[[ DATASET open ]]
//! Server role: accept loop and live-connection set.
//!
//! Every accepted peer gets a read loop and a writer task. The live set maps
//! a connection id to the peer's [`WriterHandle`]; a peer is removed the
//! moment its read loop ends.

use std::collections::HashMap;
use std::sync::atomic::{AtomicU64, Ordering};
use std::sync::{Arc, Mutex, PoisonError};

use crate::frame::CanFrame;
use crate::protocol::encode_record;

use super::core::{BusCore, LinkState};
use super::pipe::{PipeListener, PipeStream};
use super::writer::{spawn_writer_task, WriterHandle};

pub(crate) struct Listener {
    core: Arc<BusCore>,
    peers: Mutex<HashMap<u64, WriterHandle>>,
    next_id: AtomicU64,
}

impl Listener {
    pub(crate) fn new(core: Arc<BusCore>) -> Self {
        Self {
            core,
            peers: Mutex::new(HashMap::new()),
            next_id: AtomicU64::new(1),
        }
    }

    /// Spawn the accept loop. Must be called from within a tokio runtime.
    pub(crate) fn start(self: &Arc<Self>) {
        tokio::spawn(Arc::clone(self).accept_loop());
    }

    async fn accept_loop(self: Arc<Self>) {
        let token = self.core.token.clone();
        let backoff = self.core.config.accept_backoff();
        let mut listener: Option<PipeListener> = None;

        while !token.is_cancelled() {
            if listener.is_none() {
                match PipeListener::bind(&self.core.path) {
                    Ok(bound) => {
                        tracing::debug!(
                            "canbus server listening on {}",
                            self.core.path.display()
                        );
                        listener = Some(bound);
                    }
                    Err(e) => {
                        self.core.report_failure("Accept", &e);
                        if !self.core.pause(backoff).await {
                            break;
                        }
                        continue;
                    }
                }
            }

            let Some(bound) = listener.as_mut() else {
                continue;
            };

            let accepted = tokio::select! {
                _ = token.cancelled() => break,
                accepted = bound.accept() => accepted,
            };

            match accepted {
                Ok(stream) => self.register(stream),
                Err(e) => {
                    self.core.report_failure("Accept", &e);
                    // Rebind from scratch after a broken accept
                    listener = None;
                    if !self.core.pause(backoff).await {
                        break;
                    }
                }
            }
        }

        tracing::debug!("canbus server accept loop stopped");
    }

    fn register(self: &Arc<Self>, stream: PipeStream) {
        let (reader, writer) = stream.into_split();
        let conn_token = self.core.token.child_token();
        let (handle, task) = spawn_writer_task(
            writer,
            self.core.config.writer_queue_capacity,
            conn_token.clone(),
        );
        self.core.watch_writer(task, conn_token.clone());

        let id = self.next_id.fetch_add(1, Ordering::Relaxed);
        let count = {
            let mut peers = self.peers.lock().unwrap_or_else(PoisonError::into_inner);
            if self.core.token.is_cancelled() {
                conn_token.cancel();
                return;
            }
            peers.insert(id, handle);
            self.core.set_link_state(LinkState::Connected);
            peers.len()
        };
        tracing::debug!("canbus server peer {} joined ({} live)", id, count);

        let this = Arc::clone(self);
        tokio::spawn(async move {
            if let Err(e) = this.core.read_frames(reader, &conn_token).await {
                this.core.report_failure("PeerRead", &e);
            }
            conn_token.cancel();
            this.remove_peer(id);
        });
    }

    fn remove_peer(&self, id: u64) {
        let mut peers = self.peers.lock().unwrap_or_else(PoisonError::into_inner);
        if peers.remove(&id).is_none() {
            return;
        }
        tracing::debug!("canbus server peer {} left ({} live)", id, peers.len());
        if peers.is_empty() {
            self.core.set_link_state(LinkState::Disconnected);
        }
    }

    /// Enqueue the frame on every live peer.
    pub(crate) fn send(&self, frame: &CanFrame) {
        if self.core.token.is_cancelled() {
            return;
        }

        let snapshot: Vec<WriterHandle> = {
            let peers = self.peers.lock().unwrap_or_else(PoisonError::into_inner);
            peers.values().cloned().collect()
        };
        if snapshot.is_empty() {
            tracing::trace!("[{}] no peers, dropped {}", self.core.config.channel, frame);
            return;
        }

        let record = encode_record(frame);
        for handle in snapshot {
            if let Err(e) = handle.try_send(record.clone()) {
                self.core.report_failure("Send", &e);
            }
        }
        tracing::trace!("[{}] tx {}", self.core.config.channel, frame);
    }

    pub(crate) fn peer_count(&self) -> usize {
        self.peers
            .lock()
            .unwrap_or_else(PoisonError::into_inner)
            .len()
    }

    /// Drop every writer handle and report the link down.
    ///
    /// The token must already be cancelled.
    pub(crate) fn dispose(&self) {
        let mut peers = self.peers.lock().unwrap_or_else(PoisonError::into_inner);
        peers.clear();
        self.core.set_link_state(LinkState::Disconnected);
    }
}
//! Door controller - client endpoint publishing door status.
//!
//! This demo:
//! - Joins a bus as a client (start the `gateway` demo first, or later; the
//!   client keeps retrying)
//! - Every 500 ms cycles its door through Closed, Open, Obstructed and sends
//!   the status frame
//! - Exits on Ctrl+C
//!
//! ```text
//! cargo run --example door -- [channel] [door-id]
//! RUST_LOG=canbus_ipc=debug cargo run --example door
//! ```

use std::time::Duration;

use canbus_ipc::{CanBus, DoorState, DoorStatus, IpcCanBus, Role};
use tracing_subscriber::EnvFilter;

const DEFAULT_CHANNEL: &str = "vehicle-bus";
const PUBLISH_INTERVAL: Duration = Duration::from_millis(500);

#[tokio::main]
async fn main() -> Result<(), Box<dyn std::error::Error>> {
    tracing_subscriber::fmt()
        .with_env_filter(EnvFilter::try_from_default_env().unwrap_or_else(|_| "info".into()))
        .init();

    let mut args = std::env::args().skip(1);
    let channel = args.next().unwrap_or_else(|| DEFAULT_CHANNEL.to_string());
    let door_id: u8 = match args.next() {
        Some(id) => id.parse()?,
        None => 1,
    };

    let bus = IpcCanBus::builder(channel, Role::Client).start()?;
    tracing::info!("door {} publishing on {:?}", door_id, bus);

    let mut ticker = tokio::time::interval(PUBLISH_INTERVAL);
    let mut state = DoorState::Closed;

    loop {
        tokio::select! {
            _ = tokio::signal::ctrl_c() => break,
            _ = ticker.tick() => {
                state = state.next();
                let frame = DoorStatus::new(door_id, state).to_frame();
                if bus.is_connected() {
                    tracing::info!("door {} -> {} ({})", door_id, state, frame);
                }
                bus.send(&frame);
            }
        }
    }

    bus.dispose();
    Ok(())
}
[[ DATASET closed ]]
◆ ASSIGNMENT
The answer should be a number alone: how many lines of the entries hold the word "info"?

◆ RESULT OF THIS EXERCISE
3